Some artists go quiet for a few years and the world moves on. Bruno Mars went quiet — and the world waited. After years of residencies, collaborations, and global touring runs that never quite made it back to North American stadiums, Mars is officially returning with everything he has. The Romantic Tour, his first full headline stadium run in nearly a decade, launches April 10 in Las Vegas, and the demand alone tells the whole story. Before a single show has been played, Mars has already broken records, sold out stadiums on multiple continents, and reminded an industry that no one does this quite like him.
The album that started it all
Every great tour needs a great album behind it, and Mars is delivering. The Romantic, his fourth solo studio album, arrives Feb. 27 via Atlantic Records — just eight days from now. Mars announced on Jan. 5 that he had completed production on the project, and the anticipation that followed was immediate and overwhelming.

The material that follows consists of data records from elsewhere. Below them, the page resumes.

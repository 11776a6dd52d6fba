//! Subcommand implementations.

pub mod auth;
pub mod config;
pub mod export;
pub mod logout;

use sheetdump_providers::google::CredentialManager;

use crate::config::ClientConfig;
use crate::error::{ClientError, ClientResult};

/// Builds the credential manager for the configured token and secret files.
fn credential_manager(config: &ClientConfig) -> ClientResult<CredentialManager> {
    let google_config = config.to_google_config().map_err(ClientError::Config)?;
    Ok(CredentialManager::new(google_config)?)
}
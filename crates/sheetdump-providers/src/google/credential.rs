//! User credential and its file-backed store.
//!
//! A [`Credential`] is the access/refresh token pair obtained from the OAuth
//! flow. [`CredentialStore`] persists it as JSON so later runs can skip the
//! browser step until the refresh token stops working.

use std::fs;
use std::path::{Path, PathBuf};

use chrono::{DateTime, Duration, Utc};
use serde::{Deserialize, Serialize};
use tracing::{debug, info, warn};

use crate::error::{ProviderError, ProviderResult};

/// Seconds subtracted from the server-reported lifetime so the token is
/// refreshed before the API starts rejecting it.
const EXPIRY_MARGIN_SECS: i64 = 60;

/// An OAuth access/refresh token pair for the current user.
#[derive(Debug, Clone, PartialEq, Eq, Serialize, Deserialize)]
pub struct Credential {
    /// The access token for API requests.
    pub access_token: String,

    /// The refresh token for obtaining new access tokens.
    pub refresh_token: Option<String>,

    /// When the access token expires.
    pub expires_at: Option<DateTime<Utc>>,

    /// The OAuth scopes that were granted.
    #[serde(default)]
    pub scopes: Vec<String>,

    /// When the access token was last obtained.
    pub last_refresh: DateTime<Utc>,
}

impl Credential {
    /// Creates a credential from token endpoint data.
    pub fn new(
        access_token: impl Into<String>,
        refresh_token: Option<String>,
        expires_in_secs: Option<i64>,
        scopes: Vec<String>,
    ) -> Self {
        Self {
            access_token: access_token.into(),
            refresh_token,
            expires_at: expires_in_secs.map(expiry_from_now),
            scopes,
            last_refresh: Utc::now(),
        }
    }

    /// Returns true if the access token is expired or about to expire.
    pub fn is_expired(&self) -> bool {
        match self.expires_at {
            Some(expires_at) => Utc::now() >= expires_at,
            // No expiry reported: treat as valid until the API says otherwise
            None => false,
        }
    }

    /// Returns true if the credential can authorize requests right now.
    pub fn is_valid(&self) -> bool {
        !self.access_token.is_empty() && !self.is_expired()
    }

    /// Returns true if an expired access token can be renewed.
    pub fn can_refresh(&self) -> bool {
        self.refresh_token.as_deref().is_some_and(|t| !t.is_empty())
    }

    /// Returns true if the credential was granted all `required` scopes.
    pub fn has_scopes(&self, required: &[String]) -> bool {
        required.iter().all(|scope| self.scopes.contains(scope))
    }

    /// Applies the result of a refresh.
    ///
    /// Google usually keeps the refresh token, but when a new one is issued
    /// it replaces the old one.
    pub fn apply_refresh(
        &mut self,
        access_token: impl Into<String>,
        expires_in_secs: Option<i64>,
        refresh_token: Option<String>,
    ) {
        self.access_token = access_token.into();
        self.expires_at = expires_in_secs.map(expiry_from_now);
        if let Some(token) = refresh_token {
            self.refresh_token = Some(token);
        }
        self.last_refresh = Utc::now();
    }

    /// Returns the time until the token expires, if known.
    pub fn time_until_expiry(&self) -> Option<Duration> {
        self.expires_at.map(|expires_at| expires_at - Utc::now())
    }
}

fn expiry_from_now(secs: i64) -> DateTime<Utc> {
    Utc::now() + Duration::seconds(secs) - Duration::seconds(EXPIRY_MARGIN_SECS)
}

/// File-backed storage for a single [`Credential`].
#[derive(Debug, Clone)]
pub struct CredentialStore {
    path: PathBuf,
}

impl CredentialStore {
    /// Creates a store at the given path.
    pub fn new(path: impl Into<PathBuf>) -> Self {
        Self { path: path.into() }
    }

    /// Returns the storage path.
    pub fn path(&self) -> &Path {
        &self.path
    }

    /// Reads the stored credential.
    ///
    /// Returns `None` when there is no file or it cannot be read or parsed;
    /// a broken file only means the user has to authorize again.
    pub fn load(&self) -> Option<Credential> {
        if !self.path.exists() {
            debug!("no credential file at {:?}", self.path);
            return None;
        }

        let content = match fs::read_to_string(&self.path) {
            Ok(content) => content,
            Err(e) => {
                warn!("ignoring unreadable credential file {:?}: {}", self.path, e);
                return None;
            }
        };

        match serde_json::from_str::<Credential>(&content) {
            Ok(credential) => {
                info!("loaded credential from {:?}", self.path);
                Some(credential)
            }
            Err(e) => {
                warn!("ignoring malformed credential file {:?}: {}", self.path, e);
                None
            }
        }
    }

    /// Writes `credential` to disk, replacing any previous one.
    pub fn save(&self, credential: &Credential) -> ProviderResult<()> {
        if let Some(parent) = self.path.parent()
            && !parent.as_os_str().is_empty()
        {
            fs::create_dir_all(parent).map_err(|e| {
                ProviderError::storage(format!("failed to create credential directory: {}", e))
                    .with_source(e)
            })?;
        }

        // Write to temp file first, then rename for atomicity
        let temp_path = self.path.with_extension("json.tmp");
        let content = serde_json::to_string_pretty(credential).map_err(|e| {
            ProviderError::internal(format!("failed to serialize credential: {}", e))
        })?;

        fs::write(&temp_path, &content).map_err(|e| {
            ProviderError::storage(format!("failed to write credential file: {}", e))
                .with_source(e)
        })?;

        fs::rename(&temp_path, &self.path).map_err(|e| {
            ProviderError::storage(format!("failed to rename credential file: {}", e))
                .with_source(e)
        })?;

        // Set restrictive permissions on Unix
        #[cfg(unix)]
        {
            use std::os::unix::fs::PermissionsExt;
            let perms = fs::Permissions::from_mode(0o600);
            let _ = fs::set_permissions(&self.path, perms);
        }

        debug!("saved credential to {:?}", self.path);
        Ok(())
    }

    /// Deletes the stored credential, if any.
    pub fn clear(&self) -> ProviderResult<()> {
        if self.path.exists() {
            fs::remove_file(&self.path).map_err(|e| {
                ProviderError::storage(format!("failed to remove credential file: {}", e))
                    .with_source(e)
            })?;
            info!("cleared credential at {:?}", self.path);
        }
        Ok(())
    }
}

#[cfg(test)]
mod tests {
    use super::*;

    fn store_in(dir: &tempfile::TempDir) -> CredentialStore {
        CredentialStore::new(dir.path().join("token.json"))
    }

    #[test]
    fn credential_creation() {
        let cred = Credential::new(
            "access-token",
            Some("refresh-token".to_string()),
            Some(3600),
            vec!["scope1".to_string()],
        );

        assert_eq!(cred.access_token, "access-token");
        assert!(cred.expires_at.is_some());
        assert!(!cred.is_expired());
        assert!(cred.is_valid());
        assert!(cred.can_refresh());
    }

    #[test]
    fn expiry_keeps_a_margin() {
        let cred = Credential::new("access", None, Some(3600), vec![]);
        let remaining = cred.time_until_expiry().unwrap();
        assert!(remaining <= Duration::seconds(3600 - EXPIRY_MARGIN_SECS));
        assert!(remaining > Duration::seconds(3400));

        let short = Credential::new("access", None, Some(30), vec![]);
        assert!(short.is_expired());
    }

    #[test]
    fn expired_credential_is_invalid() {
        let mut cred = Credential::new("access", None, Some(3600), vec![]);
        cred.expires_at = Some(Utc::now() - Duration::hours(1));
        assert!(cred.is_expired());
        assert!(!cred.is_valid());
        assert!(!cred.can_refresh());
    }

    #[test]
    fn credential_without_expiry_is_valid() {
        let cred = Credential::new("access", None, None, vec![]);
        assert!(cred.is_valid());

        let empty = Credential::new("", None, None, vec![]);
        assert!(!empty.is_valid());
    }

    #[test]
    fn apply_refresh_extends_expiry() {
        let mut cred = Credential::new("old", Some("refresh".to_string()), Some(3600), vec![]);
        cred.expires_at = Some(Utc::now() - Duration::minutes(5));
        let before = cred.expires_at;

        cred.apply_refresh("new", Some(3600), None);
        assert_eq!(cred.access_token, "new");
        assert_eq!(cred.refresh_token.as_deref(), Some("refresh"));
        assert!(cred.expires_at > before);
        assert!(cred.is_valid());

        cred.apply_refresh("newer", Some(3600), Some("rotated".to_string()));
        assert_eq!(cred.refresh_token.as_deref(), Some("rotated"));
    }

    #[test]
    fn scope_check() {
        let cred = Credential::new("a", None, None, vec!["s1".to_string(), "s2".to_string()]);
        assert!(cred.has_scopes(&["s1".to_string()]));
        assert!(!cred.has_scopes(&["s3".to_string()]));
    }

    #[test]
    fn store_save_and_load() {
        let dir = tempfile::tempdir().unwrap();
        let store = store_in(&dir);

        let cred = Credential::new(
            "access-token",
            Some("refresh-token".to_string()),
            Some(3600),
            vec!["scope1".to_string()],
        );
        store.save(&cred).unwrap();
        assert!(store.path().exists());

        let loaded = CredentialStore::new(store.path()).load().unwrap();
        assert_eq!(loaded, cred);
    }

    #[test]
    fn store_overwrites_previous_credential() {
        let dir = tempfile::tempdir().unwrap();
        let store = store_in(&dir);

        store.save(&Credential::new("first", None, None, vec![])).unwrap();
        store.save(&Credential::new("second", None, None, vec![])).unwrap();

        assert_eq!(store.load().unwrap().access_token, "second");
    }

    #[cfg(unix)]
    #[test]
    fn store_file_is_private() {
        use std::os::unix::fs::PermissionsExt;

        let dir = tempfile::tempdir().unwrap();
        let store = store_in(&dir);
        store.save(&Credential::new("a", None, None, vec![])).unwrap();

        let mode = fs::metadata(store.path()).unwrap().permissions().mode();
        assert_eq!(mode & 0o777, 0o600);
    }

    #[test]
    fn store_missing_file_loads_none() {
        let dir = tempfile::tempdir().unwrap();
        assert!(store_in(&dir).load().is_none());
    }

    #[test]
    fn store_malformed_file_loads_none() {
        let dir = tempfile::tempdir().unwrap();
        let store = store_in(&dir);
        fs::write(store.path(), "not json").unwrap();
        assert!(store.load().is_none());
    }

    #[test]
    fn store_clear() {
        let dir = tempfile::tempdir().unwrap();
        let store = store_in(&dir);
        store.save(&Credential::new("a", None, None, vec![])).unwrap();

        store.clear().unwrap();
        assert!(!store.path().exists());
        assert!(store.load().is_none());

        // Clearing twice is fine
        store.clear().unwrap();
    }
}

The album comes on the heels of two of the biggest collaborations of his career — Die With a Smile with Lady Gaga, which won a Grammy at the 2025 ceremony, and APT with Rosé of BLACKPINK, which earned three Grammy nominations at the 2026 show. Mars arrives at The Romantic with more momentum than most artists ever experience — and the world has barely heard a note of the new material yet.
A tour that broke records before it began
When Mars announced The Romantic Tour on Jan. 8, the response was historic. The initial announcement covered 39 stadium dates across North America, Europe, and the United Kingdom — already one of the most ambitious touring announcements of the year. Then the tickets went on sale, and everything escalated. The Romantic Tour set the record for the highest first-day ticket sales for a Live Nation presale in North American history, forcing Mars and his team to add more than 30 additional dates almost immediately. What started as a 39-date run has now grown to nearly 70 shows, spanning stadiums on three continents.
Mars brings the biggest opening act lineup of 2026
Mars is not showing up to stadiums alone. His longtime Silk Sonic collaborator Anderson .Paak, performing under his DJ alias DJ Pee .Wee, joins every single date on the tour. At select shows, fans will also get Grammy winners Victoria Monét and Leon Thomas, as well as British powerhouse RAYE — a supporting lineup that would headline arenas in its own right. Cities like Toronto, London, Los Angeles, and New Jersey will see multiple nights, with London’s Wembley Stadium hosting an extraordinary six-night run in July.
Why this Mars moment feels different
Mars has always been exceptional. But something about this particular chapter feels elevated — like an artist who has spent years perfecting his craft behind the scenes and is finally ready to bring it all to the biggest stages in the world. His Las Vegas residency at Dolby Live at Park MGM became legendary. His 2024 Brazil run became the highest-grossing tour in that country’s history. In early 2024, he became the first international artist of the 21st century to hold seven consecutive sold-out concerts at the Tokyo Dome. The numbers speak for themselves, but it is the feeling Mars creates in a room — or in a stadium — that no metric can fully capture.
The Romantic Tour does not begin until April. But with the album arriving next week and anticipation building daily, the Mars era is already in full swing. The stadiums are booked, the tickets are sold, and the world is watching. All that is left now is for Mars to take the stage — and if history is any guide, he will make every second of it unforgettable.